Enzyme inactivation in the division zone is essential to explain the sensor distributions in the GA20ox and GA3ox overexpression. (A–D) Experimental nlsGPS1 distributions reproduced from figure 1B and figure 2B,D,E in ref. . (E–L) Predicted nlsGPS1 emission ratio of GA₄ for (E and I) GA20ox overexpression, (F and J) GA3ox overexpression, (G and K) both GA20ox and GA3ox overexpression, and (H and L) ga20ox and ga3ox mutants. (E–H) Model predictions with enzyme activities based on transcript levels (shown in Fig. 1B). (I–L) Model predictions in which the GA20ox and GA3ox activity is set to zero in the DZ (with all other enzyme activities based on the transcript level). Model predictions with alternative assumptions are provided in SI Appendix, Fig.
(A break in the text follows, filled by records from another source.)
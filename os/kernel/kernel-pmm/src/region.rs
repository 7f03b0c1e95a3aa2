//! # Page-granular physical memory ranges
//!
//! A [`Region`] describes a contiguous run of physical pages by its first
//! page index and its length in pages:
//!
//! ```text
//!  base_page                      end_page
//!  ▼                              ▼
//!  ┌──────┬──────┬──────┬──────┐
//!  │  p0  │  p1  │  p2  │  p3  │   page_count = 4
//!  └──────┴──────┴──────┴──────┘
//!  ▲                              ▲
//!  base_address()                 end_address() (exclusive)
//! ```
//!
//! A region with `page_count == 0` is the canonical *empty* region. It
//! carries no ownership claim, never overlaps anything and is never
//! contiguous with anything.
//!
//! Regions are deliberately neither `Copy` nor `Clone`: holding a `Region`
//! means owning the pages it names.

use core::fmt;
use kernel_info::memory::{PAGE_SHIFT, PAGE_SIZE};
use kernel_memory_addresses::PhysicalAddress;

/// Largest `end_page` a region may have; its end address still fits a `u64`.
pub const PAGE_LIMIT: u64 = u64::MAX >> PAGE_SHIFT;

/// A contiguous span of physical pages.
#[derive(Debug, PartialEq, Eq, Hash)]
#[must_use = "a Region owns its pages; hand it back to the allocator instead of dropping it"]
pub struct Region {
    base_page: u64,
    page_count: u64,
}

impl Region {
    /// The empty region.
    #[inline]
    pub const fn empty() -> Self {
        Self {
            base_page: 0,
            page_count: 0,
        }
    }

    /// Describes `page_count` pages starting at page index `base_page`.
    ///
    /// The caller is responsible for not creating two live claims on the
    /// same pages.
    ///
    /// # Panics
    /// If the region would end beyond [`PAGE_LIMIT`], i.e. its byte
    /// addresses would not fit a `u64`.
    #[inline]
    pub const fn from_page(base_page: u64, page_count: u64) -> Self {
        let in_range = match base_page.checked_add(page_count) {
            Some(end_page) => end_page <= PAGE_LIMIT,
            None => false,
        };
        assert!(in_range, "region extends past the end of the physical address space");
        Self {
            base_page,
            page_count,
        }
    }

    /// Describes the whole pages inside the byte range `[address, address + length)`.
    ///
    /// The start is rounded up and the end rounded down, so partially covered
    /// pages at either edge are excluded. Yields [`Region::empty`] if no
    /// whole page fits.
    pub const fn from_address_range(address: PhysicalAddress, length: u64) -> Self {
        let first = address.as_u64().div_ceil(PAGE_SIZE);
        let last = address.as_u64().saturating_add(length) >> PAGE_SHIFT;
        if last <= first {
            return Self::empty();
        }
        Self::from_page(first, last - first)
    }

    #[inline]
    #[must_use]
    pub const fn is_empty(&self) -> bool {
        self.page_count == 0
    }

    #[inline]
    #[must_use]
    pub const fn base_page(&self) -> u64 {
        self.base_page
    }

    #[inline]
    #[must_use]
    pub const fn page_count(&self) -> u64 {
        self.page_count
    }

    /// One past the last page of the region.
    #[inline]
    #[must_use]
    pub const fn end_page(&self) -> u64 {
        self.base_page + self.page_count
    }

    #[inline]
    #[must_use]
    pub const fn base_address(&self) -> PhysicalAddress {
        PhysicalAddress::new(self.base_page * PAGE_SIZE)
    }

    /// One past the last byte of the region.
    #[inline]
    #[must_use]
    pub const fn end_address(&self) -> PhysicalAddress {
        PhysicalAddress::new(self.end_page() * PAGE_SIZE)
    }

    /// Size of the region in bytes.
    #[inline]
    #[must_use]
    pub const fn size(&self) -> u64 {
        self.page_count * PAGE_SIZE
    }

    /// Splits the lowest `page_count` pages off this region and returns them.
    ///
    /// `self` keeps the remaining upper part.
    ///
    /// # Panics
    /// If `page_count` exceeds the size of this region.
    pub fn take(&mut self, page_count: u64) -> Self {
        assert!(
            page_count <= self.page_count,
            "cannot take {page_count} pages from {self}"
        );

        let taken = Self::from_page(self.base_page, page_count);
        self.base_page += page_count;
        self.page_count -= page_count;
        taken
    }

    /// Whether both regions share at least one page.
    #[inline]
    #[must_use]
    pub const fn is_overlapping_with(&self, other: &Self) -> bool {
        !self.is_empty()
            && !other.is_empty()
            && self.base_page < other.end_page()
            && other.base_page < self.end_page()
    }

    /// Whether one region ends exactly where the other begins.
    #[inline]
    #[must_use]
    pub const fn is_contiguous_with(&self, other: &Self) -> bool {
        !self.is_empty()
            && !other.is_empty()
            && (self.end_page() == other.base_page || other.end_page() == self.base_page)
    }

    /// Whether every page of `other` lies inside this region.
    #[inline]
    #[must_use]
    pub const fn contains(&self, other: &Self) -> bool {
        !other.is_empty()
            && self.base_page <= other.base_page
            && other.end_page() <= self.end_page()
    }

    /// Grows this region by a contiguous neighbor on either side.
    ///
    /// # Panics
    /// If the regions are not contiguous.
    pub fn merge(&mut self, other: Self) {
        assert!(
            self.is_contiguous_with(&other),
            "cannot merge {other} into non-contiguous {self}"
        );

        self.base_page = self.base_page.min(other.base_page);
        self.page_count += other.page_count;
    }

    /// The part of this region strictly below `other.base_page()`.
    pub const fn half_under(&self, other: &Self) -> Self {
        if self.is_empty() || self.base_page >= other.base_page {
            return Self::empty();
        }

        let end = if self.end_page() < other.base_page {
            self.end_page()
        } else {
            other.base_page
        };
        Self::from_page(self.base_page, end - self.base_page)
    }

    /// The part of this region at or above `other.end_page()`.
    pub const fn half_over(&self, other: &Self) -> Self {
        if self.is_empty() || self.end_page() <= other.end_page() {
            return Self::empty();
        }

        let base = if self.base_page > other.end_page() {
            self.base_page
        } else {
            other.end_page()
        };
        Self::from_page(base, self.end_page() - base)
    }
}

impl fmt::Display for Region {
    fn fmt(&self, f: &mut fmt::Formatter<'_>) -> fmt::Result {
        if self.is_empty() {
            return f.write_str("Region(empty)");
        }
        write!(
            f,
            "Region({}-{}, {} pages)",
            self.base_address(),
            self.end_address(),
            self.page_count
        )
    }
}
S8. Quantification of the difference between the predictions and data are provided in SI Appendix, Table S6.

Fig. 4.

Model predictions with inactive GA20ox and GA3ox in the DZ reproduce GA₄ gradient observed using the nlsGPS1 sensor (A and B) Predicted GA₁₂, GA₁₅, GA₂₄, GA₉, and GA₄ concentration distributions due to (A) GA₁₂ synthesis in the QCZ and (B) GA₁₂ delivery the phloem-unloading zone. (C) Predicted GA₄ distribution (due to both GA₁₂ delivery in the phloem-unloading zone), together with predictions in which either the GA₁₂ synthesis rate in the QCZ is doubled, or the GA₁₂ delivery rate in the phloem-unloading zone is doubled. (D) Comparison between predicted and observed distribution of nlsGPS1 emission ratios. Predicted sensor distribution is calculated from the base case GA₄ distribution shown in panel (C). The experimental data are reproduced from figure 1F in ref. giving nlsGPS1 emission ratios from nuclei between 0 to 500 $\mathrm{\mu }$m from the root tip. Quantification of the difference between the predictions and data, Mean-Squared-Error, $\text{MSE}=0.0124$ (SI Appendix, section 7).

Fig. 5.

The GA₄ gradient depends on plasmodesmatal diffusion and catabolism. (A) Predicted effect of the plasmodesmatal permeability, $P_{\mathrm{plas}}$, on the GA₄ distribution. (B and C) Representative images of nlsGPS2 emission ratios and YFP fluorescence (Inset) for pretreated (B) and $2$h $0.6$mM H₂O₂ treated (C) roots. Treatment used to show the effect of increasing plasmodesmata permeability. (Scale bar, 100 $\mathrm{\mu }$m applies to all images.) (D) Quantification of nlsGPS2 emission ratio data for pretreated and $2$h $0.6$mM H₂O₂ treated roots. Data quantified from images shown in panels (B and C), and SI Appendix, Fig. S12. (E) Predicted GA₄ distribution for the ga2ox heptuple mutant (with reduced degradation of GA₁₂, GA₉ and GA₄), (F and G) Representative images of nlsGPS2 emission ratios and YFP fluorescence (Inset) for Col0 (F) and ga2oxhept mutant (G) roots. (H) Quantification of nlsGPS2 emission ratio data for the ga2ox hept mutant. Data quantified from images shown in panels (F and G), and SI Appendix, Fig. S16. Panels (D and H) also show curves of best fit and 95% CIs for each dataset computed in R using local polynomial regression (Loess) via ggplot, with smoothing parameter span $=$ 0.75 (as in ref. 5).